Problem requirements: Scan the records below and say how many lines include the word "super", giving no other text.

Entries shown:
■ ■ ■

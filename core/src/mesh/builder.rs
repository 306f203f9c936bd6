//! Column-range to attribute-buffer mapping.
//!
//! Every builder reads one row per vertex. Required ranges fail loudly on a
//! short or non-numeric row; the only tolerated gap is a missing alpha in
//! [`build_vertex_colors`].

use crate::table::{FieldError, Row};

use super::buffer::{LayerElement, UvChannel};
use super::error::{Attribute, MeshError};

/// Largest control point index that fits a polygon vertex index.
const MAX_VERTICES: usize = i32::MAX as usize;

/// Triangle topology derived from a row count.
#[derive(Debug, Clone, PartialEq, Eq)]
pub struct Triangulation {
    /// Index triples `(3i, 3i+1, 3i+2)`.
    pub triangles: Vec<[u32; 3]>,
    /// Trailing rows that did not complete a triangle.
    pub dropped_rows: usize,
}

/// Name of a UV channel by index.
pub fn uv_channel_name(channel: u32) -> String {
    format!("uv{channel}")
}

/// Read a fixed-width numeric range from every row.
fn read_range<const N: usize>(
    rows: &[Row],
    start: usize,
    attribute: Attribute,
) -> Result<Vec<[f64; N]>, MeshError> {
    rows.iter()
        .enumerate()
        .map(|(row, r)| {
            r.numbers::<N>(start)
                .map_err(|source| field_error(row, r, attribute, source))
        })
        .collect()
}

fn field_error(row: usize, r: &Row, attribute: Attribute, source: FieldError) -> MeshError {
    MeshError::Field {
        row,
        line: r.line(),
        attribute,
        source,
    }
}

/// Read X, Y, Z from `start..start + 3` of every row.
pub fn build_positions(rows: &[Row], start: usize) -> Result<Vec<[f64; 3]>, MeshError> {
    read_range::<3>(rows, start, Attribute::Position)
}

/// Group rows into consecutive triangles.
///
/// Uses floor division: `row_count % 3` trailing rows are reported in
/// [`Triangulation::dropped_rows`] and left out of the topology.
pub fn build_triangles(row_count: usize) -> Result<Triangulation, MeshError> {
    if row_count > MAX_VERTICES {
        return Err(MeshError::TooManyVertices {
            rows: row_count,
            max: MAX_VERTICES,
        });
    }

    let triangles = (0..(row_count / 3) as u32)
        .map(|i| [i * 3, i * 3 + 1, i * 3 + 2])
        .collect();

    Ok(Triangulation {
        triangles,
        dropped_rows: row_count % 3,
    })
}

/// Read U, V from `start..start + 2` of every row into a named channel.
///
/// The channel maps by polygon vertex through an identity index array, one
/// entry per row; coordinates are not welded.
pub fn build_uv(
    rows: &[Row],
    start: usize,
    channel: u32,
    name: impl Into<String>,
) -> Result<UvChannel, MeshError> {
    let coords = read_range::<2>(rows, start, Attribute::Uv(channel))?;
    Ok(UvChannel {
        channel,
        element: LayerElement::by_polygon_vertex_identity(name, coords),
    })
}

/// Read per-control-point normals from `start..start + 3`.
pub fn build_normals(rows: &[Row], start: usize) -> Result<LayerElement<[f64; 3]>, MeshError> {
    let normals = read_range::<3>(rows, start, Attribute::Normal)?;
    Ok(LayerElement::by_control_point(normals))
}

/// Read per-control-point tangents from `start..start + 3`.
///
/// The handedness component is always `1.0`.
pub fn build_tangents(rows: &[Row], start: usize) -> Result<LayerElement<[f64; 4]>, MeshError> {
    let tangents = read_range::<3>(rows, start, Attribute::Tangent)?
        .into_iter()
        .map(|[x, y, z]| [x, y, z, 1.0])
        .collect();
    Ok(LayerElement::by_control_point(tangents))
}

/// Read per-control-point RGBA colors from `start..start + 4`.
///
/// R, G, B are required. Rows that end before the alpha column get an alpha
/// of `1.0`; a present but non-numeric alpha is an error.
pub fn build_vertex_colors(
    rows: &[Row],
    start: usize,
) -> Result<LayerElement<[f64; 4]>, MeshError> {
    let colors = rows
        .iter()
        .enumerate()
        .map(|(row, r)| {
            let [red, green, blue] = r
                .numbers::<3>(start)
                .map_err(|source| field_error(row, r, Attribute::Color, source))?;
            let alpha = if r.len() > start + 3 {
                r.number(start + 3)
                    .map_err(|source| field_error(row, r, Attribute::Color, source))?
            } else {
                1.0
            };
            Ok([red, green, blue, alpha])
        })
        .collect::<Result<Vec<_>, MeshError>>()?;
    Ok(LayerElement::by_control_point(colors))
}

■ ■ ■

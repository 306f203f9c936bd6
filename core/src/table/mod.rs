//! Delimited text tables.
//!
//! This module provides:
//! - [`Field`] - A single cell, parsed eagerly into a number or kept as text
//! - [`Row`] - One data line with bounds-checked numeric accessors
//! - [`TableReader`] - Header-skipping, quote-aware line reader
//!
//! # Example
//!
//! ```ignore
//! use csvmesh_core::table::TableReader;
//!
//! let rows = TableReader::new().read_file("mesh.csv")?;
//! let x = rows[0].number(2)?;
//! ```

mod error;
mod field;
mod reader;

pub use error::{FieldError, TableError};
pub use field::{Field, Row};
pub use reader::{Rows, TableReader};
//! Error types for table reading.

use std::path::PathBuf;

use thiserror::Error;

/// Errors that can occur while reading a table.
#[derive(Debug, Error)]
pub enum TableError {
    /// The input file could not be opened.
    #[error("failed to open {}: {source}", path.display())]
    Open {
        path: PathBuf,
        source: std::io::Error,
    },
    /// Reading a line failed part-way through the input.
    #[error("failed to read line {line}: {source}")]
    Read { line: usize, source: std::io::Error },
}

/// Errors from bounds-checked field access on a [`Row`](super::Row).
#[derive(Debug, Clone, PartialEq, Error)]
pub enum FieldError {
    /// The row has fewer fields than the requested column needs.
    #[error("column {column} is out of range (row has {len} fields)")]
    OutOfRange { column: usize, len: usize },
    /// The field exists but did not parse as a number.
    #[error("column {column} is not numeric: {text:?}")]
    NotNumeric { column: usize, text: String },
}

■ ■ ■

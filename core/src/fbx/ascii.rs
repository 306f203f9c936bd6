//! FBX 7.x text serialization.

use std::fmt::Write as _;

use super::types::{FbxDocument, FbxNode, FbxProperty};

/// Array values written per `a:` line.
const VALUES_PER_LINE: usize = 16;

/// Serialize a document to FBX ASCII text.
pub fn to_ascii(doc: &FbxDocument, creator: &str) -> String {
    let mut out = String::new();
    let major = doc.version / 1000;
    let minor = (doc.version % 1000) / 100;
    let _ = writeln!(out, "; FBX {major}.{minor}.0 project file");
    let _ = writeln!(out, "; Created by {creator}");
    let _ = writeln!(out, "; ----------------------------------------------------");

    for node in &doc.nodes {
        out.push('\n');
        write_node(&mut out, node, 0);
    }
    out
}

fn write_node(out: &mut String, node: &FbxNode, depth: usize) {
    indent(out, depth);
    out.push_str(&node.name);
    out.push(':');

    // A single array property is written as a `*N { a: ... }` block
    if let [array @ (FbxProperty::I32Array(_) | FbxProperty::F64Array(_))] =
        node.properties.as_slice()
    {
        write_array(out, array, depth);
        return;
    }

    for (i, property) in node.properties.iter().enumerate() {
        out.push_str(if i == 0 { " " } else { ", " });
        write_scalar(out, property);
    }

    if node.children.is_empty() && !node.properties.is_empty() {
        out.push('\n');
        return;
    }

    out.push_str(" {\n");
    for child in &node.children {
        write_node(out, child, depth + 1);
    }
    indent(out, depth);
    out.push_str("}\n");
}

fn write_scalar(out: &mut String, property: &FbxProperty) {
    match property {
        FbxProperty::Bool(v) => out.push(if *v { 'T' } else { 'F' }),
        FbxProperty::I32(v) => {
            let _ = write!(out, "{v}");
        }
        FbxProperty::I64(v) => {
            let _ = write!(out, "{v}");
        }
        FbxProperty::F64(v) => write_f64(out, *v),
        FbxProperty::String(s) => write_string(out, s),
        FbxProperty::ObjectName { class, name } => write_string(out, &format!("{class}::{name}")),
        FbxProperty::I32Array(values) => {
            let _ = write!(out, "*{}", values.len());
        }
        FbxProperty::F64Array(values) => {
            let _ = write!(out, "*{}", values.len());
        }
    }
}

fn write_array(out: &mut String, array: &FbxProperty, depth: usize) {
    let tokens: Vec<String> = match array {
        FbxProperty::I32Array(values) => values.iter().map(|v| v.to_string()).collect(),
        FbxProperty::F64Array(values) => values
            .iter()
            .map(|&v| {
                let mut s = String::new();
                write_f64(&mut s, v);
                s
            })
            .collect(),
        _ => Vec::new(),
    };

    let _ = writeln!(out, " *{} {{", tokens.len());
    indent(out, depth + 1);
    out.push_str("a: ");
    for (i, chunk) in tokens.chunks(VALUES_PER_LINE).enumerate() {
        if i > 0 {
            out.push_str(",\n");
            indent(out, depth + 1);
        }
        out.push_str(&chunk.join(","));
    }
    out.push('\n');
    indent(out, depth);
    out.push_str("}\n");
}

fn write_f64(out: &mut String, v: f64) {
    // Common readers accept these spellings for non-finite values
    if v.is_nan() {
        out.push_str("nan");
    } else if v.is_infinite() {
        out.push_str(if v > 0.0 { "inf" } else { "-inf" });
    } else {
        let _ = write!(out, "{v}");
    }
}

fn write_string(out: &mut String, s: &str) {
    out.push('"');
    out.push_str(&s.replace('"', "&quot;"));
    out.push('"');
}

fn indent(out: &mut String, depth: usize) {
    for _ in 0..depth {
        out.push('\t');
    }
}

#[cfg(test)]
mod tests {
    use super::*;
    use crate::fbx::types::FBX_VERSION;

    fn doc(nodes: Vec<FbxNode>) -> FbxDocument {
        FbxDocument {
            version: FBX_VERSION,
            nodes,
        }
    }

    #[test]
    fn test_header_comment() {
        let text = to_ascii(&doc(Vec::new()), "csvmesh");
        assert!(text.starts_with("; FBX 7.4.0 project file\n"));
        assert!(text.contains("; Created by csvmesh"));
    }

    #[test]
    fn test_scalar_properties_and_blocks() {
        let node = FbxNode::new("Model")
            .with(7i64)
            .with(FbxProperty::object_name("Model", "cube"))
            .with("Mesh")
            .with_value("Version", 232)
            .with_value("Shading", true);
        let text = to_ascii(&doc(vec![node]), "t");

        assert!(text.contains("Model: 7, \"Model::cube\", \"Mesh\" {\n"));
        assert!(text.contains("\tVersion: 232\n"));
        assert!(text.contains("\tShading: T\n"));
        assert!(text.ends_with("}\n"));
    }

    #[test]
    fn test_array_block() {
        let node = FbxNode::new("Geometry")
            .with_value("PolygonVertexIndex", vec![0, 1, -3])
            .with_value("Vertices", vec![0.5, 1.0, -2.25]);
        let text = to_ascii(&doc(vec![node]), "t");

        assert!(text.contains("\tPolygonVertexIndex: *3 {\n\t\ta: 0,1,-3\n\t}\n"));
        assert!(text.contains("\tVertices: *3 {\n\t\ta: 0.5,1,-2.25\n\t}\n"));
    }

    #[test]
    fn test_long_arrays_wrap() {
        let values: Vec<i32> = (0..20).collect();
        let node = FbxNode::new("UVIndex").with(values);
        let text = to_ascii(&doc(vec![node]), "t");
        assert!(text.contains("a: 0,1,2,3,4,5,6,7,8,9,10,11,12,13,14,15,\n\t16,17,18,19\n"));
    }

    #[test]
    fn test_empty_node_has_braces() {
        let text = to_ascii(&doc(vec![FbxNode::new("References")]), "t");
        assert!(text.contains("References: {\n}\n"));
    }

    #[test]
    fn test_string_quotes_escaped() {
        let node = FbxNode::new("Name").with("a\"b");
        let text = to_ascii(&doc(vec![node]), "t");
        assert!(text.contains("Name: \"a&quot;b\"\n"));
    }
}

■ ■ ■

Response to the exercise: 5